OCR configuration (beta version)
Optical Character Recognition (OCR) is a technology which converts text in images or scanned documents into machine-readable and searchable text. OCR enables systems to recognize letters, numbers, and symbols within visual content, making it possible to search, copy, edit, and index thr extracted text for further use. OCR can now be used in eShare to extract data from documents.
Configuring OCR
Prerequisites
-
OCR is enabled in eShare.
Do the following:
-
Navigate to the project to edit, and then click Project Admin in the main menu. The project administration view opens.
-
Open the Document Handling view.
-
In the OCR Configuration pane, click Add. The OCR Configuration Settings view opens.
-
In the configuration settings, specify the following:
-
Name – Enter a descriptive name for the configuration.
-
Execution – Specifies when OCR is run for documents. To run OCR when document is being opened, select On document open, or to run OCR when indexing is done, select Only on index.
-
On collisions prioritize – Specifies which extraction should be prioritized in scenarios where there are detections from OCR and also in embedded text in the PDF. In this case the user has initially loaded the document without OCR and data on it already exists. If the OCR is ran after this, there could be detections where current data already exists. Select either OCR or Embedded text to set which is prioritized.
-
Prioritize on extract – Specifies which should be prioritized, if the document contains text strings in any format. If you know that the contents contain correct embedded data, select Embedded text, but if the embedded data is incorrect, select OCR.
-
-
Click Save.
Attaching OCR to document handlers
After OCR has been configured, you can select to use OCR when you create a new document handler or edit an existing handler. The option Use OCR is available in the configuration settings. Set the option to Yes and select the OCR configuration on the list. See Defining a document handler.
Using OCR with documents
When OCR has been configured and enabled for a document handler, it will be active the next time you open or index a document based on the configuration. When OCR process is run, a text and a spinner with the CADMATIC AI logo are shown. If the OCR process gets stuck or you want to abort it, click the Cancel button on the document load page. The data from OCR is cached to the document database.
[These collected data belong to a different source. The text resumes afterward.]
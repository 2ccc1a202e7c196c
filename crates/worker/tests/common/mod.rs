//! Common test utilities and fixtures.

pub mod fixtures;
pub mod network;

#[allow(unused_imports)]
pub use fixtures::*;
#[allow(unused_imports)]
pub use network::*;
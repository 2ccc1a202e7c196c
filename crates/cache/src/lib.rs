//! Durable directory listing cache for cairn.
//!
//! This crate provides:
//! - A flat record store abstraction with filesystem and in-memory backends
//! - `DirectoryCache`, the CID-keyed listing cache with retention and quota eviction

pub mod backends;
pub mod directory;
pub mod error;
pub mod traits;

pub use backends::{filesystem::FilesystemRecordStore, memory::MemoryRecordStore};
pub use directory::{CacheRecord, DirectoryCache};
pub use error::{CacheError, CacheResult};
pub use traits::RecordStore;

use cairn_core::config::{CacheBackendConfig, CacheConfig};
use std::sync::Arc;

/// Create a record store from configuration.
pub async fn store_from_config(config: &CacheBackendConfig) -> CacheResult<Arc<dyn RecordStore>> {
    match config {
        CacheBackendConfig::Filesystem { path, quota_bytes } => {
            let backend = FilesystemRecordStore::new(path, *quota_bytes).await?;
            Ok(Arc::new(backend))
        }
        CacheBackendConfig::Memory { quota_bytes } => {
            Ok(Arc::new(MemoryRecordStore::new(*quota_bytes)))
        }
    }
}

/// Create a directory cache from configuration.
pub async fn from_config(config: &CacheConfig) -> CacheResult<DirectoryCache> {
    config.validate().map_err(CacheError::Config)?;
    let store = store_from_config(&config.backend).await?;
    store.health_check().await?;
    Ok(DirectoryCache::new(store, config))
}
//! Interception of `/ipfs-sw/<cid>[/<path>]` content requests.

use crate::error::{WorkerError, WorkerResult};
use crate::handle::ClientHandle;
use crate::state::WorkerState;
use axum::body::Body;
use axum::extract::{Query, Request, State};
use axum::http::header::{
    ACCEPT_RANGES, ACCESS_CONTROL_ALLOW_ORIGIN, CACHE_CONTROL, CONNECTION, CONTENT_LENGTH,
    CONTENT_TYPE, HOST, TRANSFER_ENCODING,
};
use axum::http::{HeaderMap, HeaderValue, Method, StatusCode, Uri};
use axum::response::{IntoResponse, Response};
use cairn_core::mime::content_type_for_name;
use cairn_core::{Cid, INTERCEPT_PREFIX};
use futures::TryStreamExt;
use percent_encoding::{AsciiSet, CONTROLS, percent_decode_str, utf8_percent_encode};
use serde::Deserialize;
use std::sync::Arc;

/// Characters escaped when encoding a path segment into a URL.
pub const PATH_SEGMENT: &AsciiSet = &CONTROLS
    .add(b' ')
    .add(b'"')
    .add(b'#')
    .add(b'%')
    .add(b'/')
    .add(b'<')
    .add(b'>')
    .add(b'?')
    .add(b'`')
    .add(b'{')
    .add(b'}');

const CACHE_CONTROL_VALUE: &str = "public, max-age=86400";

#[derive(Debug, Default, Deserialize)]
struct ContentQuery {
    filename: Option<String>,
    size: Option<String>,
}

/// A parsed content request.
#[derive(Debug, Clone, PartialEq, Eq)]
pub struct ContentRequest {
    pub cid: Cid,
    /// Decoded path segments below the CID.
    pub path: Vec<String>,
    /// `filename` query parameter.
    pub filename: Option<String>,
    /// Expected size from the `size` query parameter.
    pub size: Option<u64>,
}

impl ContentRequest {
    /// Parse an intercepted URI.
    ///
    /// Returns `None` for paths outside the interception prefix.
    pub fn from_uri(uri: &Uri) -> Option<WorkerResult<Self>> {
        let path = uri.path();
        let rest = match path.strip_prefix(INTERCEPT_PREFIX) {
            Some(rest) => rest,
            None if path == INTERCEPT_PREFIX.trim_end_matches('/') => "",
            None => return None,
        };
        Some(Self::parse(rest, uri))
    }

    fn parse(rest: &str, uri: &Uri) -> WorkerResult<Self> {
        let mut segments = rest.split('/').filter(|s| !s.is_empty());
        let cid = segments
            .next()
            .ok_or_else(|| WorkerError::BadRequest("missing CID".to_string()))?;
        let cid = Cid::parse(cid)?;

        let path = segments
            .map(|segment| {
                percent_decode_str(segment)
                    .decode_utf8()
                    .map(|s| s.into_owned())
                    .map_err(|e| WorkerError::BadRequest(format!("invalid path segment: {e}")))
            })
            .collect::<WorkerResult<Vec<_>>>()?;

        let Query(query) = Query::<ContentQuery>::try_from_uri(uri)
            .map_err(|e| WorkerError::BadRequest(format!("invalid query: {e}")))?;
        let size = query
            .size
            .map(|s| {
                s.parse::<u64>()
                    .map_err(|_| WorkerError::BadRequest(format!("invalid size: {s}")))
            })
            .transpose()?;

        Ok(Self {
            cid,
            path,
            filename: query.filename,
            size,
        })
    }

    /// `ipfs://<cid>[/<path>]` with path segments re-encoded.
    pub fn retrieval_url(&self) -> String {
        let mut url = format!("ipfs://{}", self.cid);
        for segment in &self.path {
            url.push('/');
            url.extend(utf8_percent_encode(segment, PATH_SEGMENT));
        }
        url
    }

    /// Name used for content-type inference.
    pub fn file_name(&self) -> Option<&str> {
        self.path.last().map(String::as_str).or(self.filename.as_deref())
    }
}

/// Request headers forwarded upstream (everything but hop-by-hop ones).
fn forwardable_headers(headers: &HeaderMap) -> HeaderMap {
    let mut forwarded = headers.clone();
    forwarded.remove(HOST);
    forwarded.remove(CONNECTION);
    forwarded.remove(CONTENT_LENGTH);
    forwarded
}

/// Serves verified content through the network client.
pub struct ContentGateway {
    handle: Arc<ClientHandle>,
}

impl ContentGateway {
    pub fn new(handle: Arc<ClientHandle>) -> Self {
        Self { handle }
    }

    /// Fetch the requested content and stream it back.
    ///
    /// The upstream status is passed through. `HEAD` requests get the same
    /// headers and an empty body.
    pub async fn serve(
        &self,
        request: &ContentRequest,
        method: &Method,
        headers: &HeaderMap,
    ) -> WorkerResult<Response> {
        let client = self.handle.acquire().await?;
        let url = request.retrieval_url();
        let fetched = client
            .fetch(&url, method, &forwardable_headers(headers))
            .await?;

        let mut response_headers = fetched.headers;
        response_headers.remove(CONNECTION);
        response_headers.remove(TRANSFER_ENCODING);
        response_headers.insert(
            CONTENT_TYPE,
            HeaderValue::from_static(content_type_for_name(request.file_name())),
        );
        response_headers.insert(CACHE_CONTROL, HeaderValue::from_static(CACHE_CONTROL_VALUE));
        response_headers.insert(ACCESS_CONTROL_ALLOW_ORIGIN, HeaderValue::from_static("*"));
        response_headers.insert(ACCEPT_RANGES, HeaderValue::from_static("bytes"));
        // A partial response keeps the upstream length of the requested range
        if let Some(size) = request.size
            && fetched.status == StatusCode::OK
        {
            response_headers.insert(CONTENT_LENGTH, HeaderValue::from(size));
        }

        tracing::debug!(url = %url, status = %fetched.status, "Serving content");

        let body = if method == Method::HEAD {
            Body::empty()
        } else {
            Body::from_stream(
                fetched
                    .body
                    .map_err(|e| std::io::Error::other(e.to_string())),
            )
        };

        let mut response = Response::new(body);
        *response.status_mut() = fetched.status;
        *response.headers_mut() = response_headers;
        Ok(response)
    }
}

/// Router fallback: serves intercepted content, 404 for everything else.
pub async fn intercept(State(state): State<WorkerState>, req: Request) -> Response {
    // Only the request head is needed; `Request` itself is not Sync
    let (parts, _body) = req.into_parts();

    let Some(parsed) = ContentRequest::from_uri(&parts.uri) else {
        return (StatusCode::NOT_FOUND, "Not Found").into_response();
    };
    // A malformed intercepted path is a 400 whatever the method
    let request = match parsed {
        Ok(request) => request,
        Err(e) => return e.into_response(),
    };
    if parts.method != Method::GET && parts.method != Method::HEAD {
        return (StatusCode::METHOD_NOT_ALLOWED, "Method Not Allowed").into_response();
    }

    match state
        .content
        .serve(&request, &parts.method, &parts.headers)
        .await
    {
        Ok(response) => response,
        Err(e) => e.into_response(),
    }
}
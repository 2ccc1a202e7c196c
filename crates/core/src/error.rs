//! Error types for the core domain.

use thiserror::Error;

/// Core domain error type.
#[derive(Debug, Error)]
pub enum Error {
    #[error("invalid CID: {0}")]
    InvalidCid(String),

    #[error("malformed request: {0}")]
    MalformedRequest(String),

    #[error("Unknown message type: {0}")]
    UnknownMessageType(String),

    #[error("serialization error: {0}")]
    Serialization(String),
}

impl From<serde_json::Error> for Error {
    fn from(err: serde_json::Error) -> Self {
        Self::Serialization(err.to_string())
    }
}

/// Result type alias for core operations.
pub type Result<T> = std::result::Result<T, Error>;
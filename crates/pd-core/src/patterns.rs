//! Recognized textual patterns: day names, time tokens, range separators,
//! directive keywords and lunch cues.
//!
//! All patterns are case-insensitive and compiled once on first use.

use std::sync::LazyLock;

use regex::Regex;

/// Canonical weekday names, Monday first.
pub const DAY_NAMES: [&str; 7] = [
    "monday",
    "tuesday",
    "wednesday",
    "thursday",
    "friday",
    "saturday",
    "sunday",
];

/// Accepted abbreviations and the full name each one stands for.
pub const DAY_ABBREVIATIONS: [(&str, &str); 10] = [
    ("mon", "monday"),
    ("tue", "tuesday"),
    ("tues", "tuesday"),
    ("wed", "wednesday"),
    ("thu", "thursday"),
    ("thur", "thursday"),
    ("thurs", "thursday"),
    ("fri", "friday"),
    ("sat", "saturday"),
    ("sun", "sunday"),
];

/// Words kept lower-case by title casing unless they open a segment.
pub const TITLE_MINOR_WORDS: [&str; 16] = [
    "and", "or", "of", "the", "a", "an", "at", "by", "for", "from", "in", "on", "to", "with", "vs",
    "via",
];

const MERIDIEM: &str = r"(?:am|pm|a\.m\.|p\.m\.)";
const SEPARATOR: &str = r"(?:-|\x{2013}|\x{2014}|to)";

/// Builds the alternation of the three time-token shapes: `H:MM`, `HHMM`, `H am`.
fn time_token() -> String {
    let colon = format!(r"(?:[01]?[0-9]|2[0-3]):[0-5][0-9](?:\s*{MERIDIEM})?");
    let compact = format!(r"(?:[01][0-9]|2[0-3])[0-5][0-9](?:\s*{MERIDIEM})?");
    let hour = format!(r"(?:[01]?[0-9]|2[0-3])\s*{MERIDIEM}");
    format!("(?:{colon}|{compact}|{hour})")
}

fn day_alternation() -> String {
    DAY_NAMES
        .iter()
        .copied()
        .chain(DAY_ABBREVIATIONS.iter().map(|(abbr, _)| *abbr))
        .collect::<Vec<_>>()
        .join("|")
}

fn compile(pattern: &str) -> Regex {
    Regex::new(pattern).unwrap_or_else(|e| panic!("invalid built-in pattern {pattern}: {e}"))
}

/// First day name or abbreviation in a line.
pub static DAY: LazyLock<Regex> =
    LazyLock::new(|| compile(&format!(r"(?i)\b(?:{})\b", day_alternation())));

/// Two time tokens joined by a separator, with optional `from` and `to`.
pub static TIME_RANGE: LazyLock<Regex> = LazyLock::new(|| {
    let token = time_token();
    compile(&format!(
        r"(?i)\b(?:from\s+)?({token})\s*{SEPARATOR}\s*(?:to\s+)?({token})"
    ))
});

/// Fallback range of two bare hours (`9-12`, `noon to 5`).
pub static BARE_HOUR_RANGE: LazyLock<Regex> = LazyLock::new(|| {
    let hour = r"(?:noon|midnight|[01]?[0-9]|2[0-3])";
    compile(&format!(
        r"(?i)\b(?:from\s+)?({hour})\s*{SEPARATOR}\s*(?:to\s+)?({hour})\b"
    ))
});

/// Compact `HHMM` token, optionally suffixed with am/pm (already normalized).
pub static COMPACT_TOKEN: LazyLock<Regex> =
    LazyLock::new(|| compile(r"^(?:[01][0-9]|2[0-3])[0-5][0-9](?:\s*(?:am|pm))?$"));

/// Hour-only token with a mandatory am/pm suffix.
pub static HOUR_TOKEN: LazyLock<Regex> =
    LazyLock::new(|| compile(r"^([01]?[0-9]|2[0-3])\s*(am|pm)$"));

/// `H:MM` token with an optional am/pm suffix.
pub static COLON_TOKEN: LazyLock<Regex> =
    LazyLock::new(|| compile(r"^([01]?[0-9]|2[0-3]):([0-5][0-9])\s*(am|pm)?$"));

/// Loose 24-hour phrases: `9`, `17h`, `9h30`, `9.30`, `9 o'clock`.
pub static LOOSE_TOKEN: LazyLock<Regex> = LazyLock::new(|| {
    compile(r"^([01]?[0-9]|2[0-3])(?:[h.]([0-5][0-9]))?\s*(?:h|o'?\s*clock)?$")
});

/// Leftover compact range at the start of free text (`0900-1200 ...`).
pub static LEADING_COMPACT_RANGE: LazyLock<Regex> =
    LazyLock::new(|| compile(r"^[0-9]{3,4}\s*-\s*[0-9]{3,4}\s*"));

/// `at LOCATION`; greedy over words, spaces and `- & . , ' # /`.
pub static LOCATION_AT: LazyLock<Regex> =
    LazyLock::new(|| compile(r"(?i)\bat\s+([A-Za-z0-9][\w\-\s&.,'#/]+)"));

/// `with CLIENT`; greedy over words, spaces, `&` and `-`.
pub static CLIENT_WITH: LazyLock<Regex> =
    LazyLock::new(|| compile(r"(?i)\bwith\s+([A-Za-z0-9][\w&\-\s]+)\b"));

/// `for CLIENT`; same shape as [`CLIENT_WITH`].
pub static CLIENT_FOR: LazyLock<Regex> =
    LazyLock::new(|| compile(r"(?i)\bfor\s+([A-Za-z0-9][\w&\-\s]+)\b"));

/// `with|for CLIENT, TAIL`; captures the tail as a task.
pub static TASK_AFTER_CLIENT: LazyLock<Regex> =
    LazyLock::new(|| compile(r"(?i)\b(?:with|for)\b\s+[A-Za-z0-9][\w&\-\s]+,\s*(.+)$"));

/// Client keywords that end a location capture.
pub static CLIENT_KEYWORD: LazyLock<Regex> = LazyLock::new(|| compile(r"(?i)\b(?:for|with)\b"));

/// Any directive keyword; text before it is a candidate task.
pub static DIRECTIVE_KEYWORD: LazyLock<Regex> =
    LazyLock::new(|| compile(r"(?i)\b(?:at|with|for)\b"));

/// Whole directive phrases, removed when computing residual text.
pub static DIRECTIVE_PHRASES: LazyLock<[Regex; 3]> = LazyLock::new(|| {
    [
        compile(r"(?i)\bat\s+[A-Za-z0-9][\w\-\s&.,'#/]+"),
        compile(r"(?i)\bfor\s+[A-Za-z0-9][\w&\-\s]+"),
        compile(r"(?i)\bwith\s+[A-Za-z0-9][\w&\-\s]+"),
    ]
});

/// `lunch: yes|no|y|n` (colon or equals).
pub static LUNCH_EXPLICIT: LazyLock<Regex> =
    LazyLock::new(|| compile(r"(?i)\blunch\s*[:=]\s*(yes|no|y|n)\b"));

/// `no lunch`, `skip(ped) lunch`, `without lunch`.
pub static LUNCH_NEGATIVE: LazyLock<Regex> = LazyLock::new(|| {
    compile(r"(?i)\b(?:no\s*lunch|skip(?:ped)?\s*lunch|without\s+lunch)\b")
});

/// `lunch`, `break`, `30 min(s)`, `30 minutes`.
pub static LUNCH_POSITIVE: LazyLock<Regex> = LazyLock::new(|| {
    compile(r"(?i)\b(?:lunch|break|30\s*minutes|30\s*mins|30\s*min)\b")
});

/// Runs of spaces and tabs.
pub static HORIZONTAL_SPACE: LazyLock<Regex> = LazyLock::new(|| compile(r"[ \t]+"));

/// Acronym-like shapes: `A1`, `X.Y.`, `B737`.
pub static ACRONYM_SHAPE: LazyLock<Regex> =
    LazyLock::new(|| compile(r"^(?:[A-Z][0-9]+|[A-Z]\.[A-Z]\.?|[A-Z]\w*[0-9]+)$"));

#[cfg(test)]
mod tests {
    use super::*;

    #[test]
    fn day_matches_names_and_abbreviations() {
        assert!(DAY.is_match("Monday 9-5"));
        assert!(DAY.is_match("tues 0900-1700"));
        assert!(DAY.is_match("THURS: shift"));
        assert!(!DAY.is_match("Sundays are off"));
        assert!(!DAY.is_match("mondays"));
    }

    #[test]
    fn time_range_accepts_each_token_shape() {
        for text in [
            "9:00-17:30",
            "0900-1700",
            "8am-4pm",
            "8 a.m. to 4 p.m.",
            "from 9:15am to 5pm",
            "22:00\u{2013}02:00",
            "0800\u{2014}1200",
        ] {
            assert!(TIME_RANGE.is_match(text), "should match {text}");
        }
    }

    #[test]
    fn time_range_rejects_bare_hours() {
        assert!(!TIME_RANGE.is_match("9-12"));
        assert!(BARE_HOUR_RANGE.is_match("9-12"));
        assert!(BARE_HOUR_RANGE.is_match("noon to 5"));
    }

    #[test]
    fn time_range_captures_tokens() {
        let caps = TIME_RANGE.captures("Tue from 9:30 am to 5pm at HQ").unwrap();
        assert_eq!(&caps[1], "9:30 am");
        assert_eq!(&caps[2], "5pm");
    }

    #[test]
    fn client_capture_stops_at_punctuation() {
        let caps = CLIENT_FOR.captures("for Acme, loading").unwrap();
        assert_eq!(&caps[1], "Acme");
        let caps = CLIENT_WITH.captures("with Jane Doe, consulting").unwrap();
        assert_eq!(&caps[1], "Jane Doe");
    }

    #[test]
    fn location_capture_is_greedy() {
        let caps = LOCATION_AT.captures("at Warehouse A for Acme, loading").unwrap();
        assert_eq!(&caps[1], "Warehouse A for Acme, loading");
    }

    #[test]
    fn lunch_cues() {
        assert_eq!(&LUNCH_EXPLICIT.captures("Lunch = Y").unwrap()[1], "Y");
        assert!(LUNCH_NEGATIVE.is_match("skipped lunch today"));
        assert!(LUNCH_NEGATIVE.is_match("worked without lunch"));
        assert!(LUNCH_POSITIVE.is_match("took a 30 min break"));
        assert!(LUNCH_POSITIVE.is_match("30mins"));
        assert!(!LUNCH_POSITIVE.is_match("breakfast meeting"));
    }
}
//! Reading the work log from a file or piped stdin.

use std::fs;
use std::io::{self, IsTerminal, Read};
use std::path::{Path, PathBuf};

use thiserror::Error;

/// Failures acquiring the input text.
#[derive(Debug, Error)]
pub enum InputError {
    /// The named input file does not exist.
    #[error("input file not found: {}", .0.display())]
    NotFound(PathBuf),
    /// The input file exists but could not be read as UTF-8 text.
    #[error("failed to read {}", path.display())]
    Read {
        path: PathBuf,
        #[source]
        source: io::Error,
    },
    /// No file was given and stdin is a terminal.
    #[error("no input provided: pass a file path or pipe text via stdin")]
    NoInput,
    /// Reading piped stdin failed.
    #[error("failed to read stdin")]
    Stdin(#[source] io::Error),
}

/// Reads the work log from `path`, or from stdin when no path is given.
pub fn read_input(path: Option<&Path>) -> Result<String, InputError> {
    match path {
        Some(path) => read_file(path),
        None => read_stdin(),
    }
}

fn read_file(path: &Path) -> Result<String, InputError> {
    if !path.exists() {
        return Err(InputError::NotFound(path.to_path_buf()));
    }
    fs::read_to_string(path).map_err(|source| InputError::Read {
        path: path.to_path_buf(),
        source,
    })
}

fn read_stdin() -> Result<String, InputError> {
    let stdin = io::stdin();
    if stdin.is_terminal() {
        return Err(InputError::NoInput);
    }
    let mut text = String::new();
    stdin
        .lock()
        .read_to_string(&mut text)
        .map_err(InputError::Stdin)?;
    tracing::debug!(bytes = text.len(), "read work log from stdin");
    Ok(text)
}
This means the OCR process has to be run only once; subsequent requests load the data directly from the database, significantly improving loading performance. OCR processing can be time-consuming, especially for larger documents. It is recommended to run it during indexing.
If text extraction fails and you want to try again, you can clear the cached document data in Project Admin > General for the document data source. See Viewing the indexing status .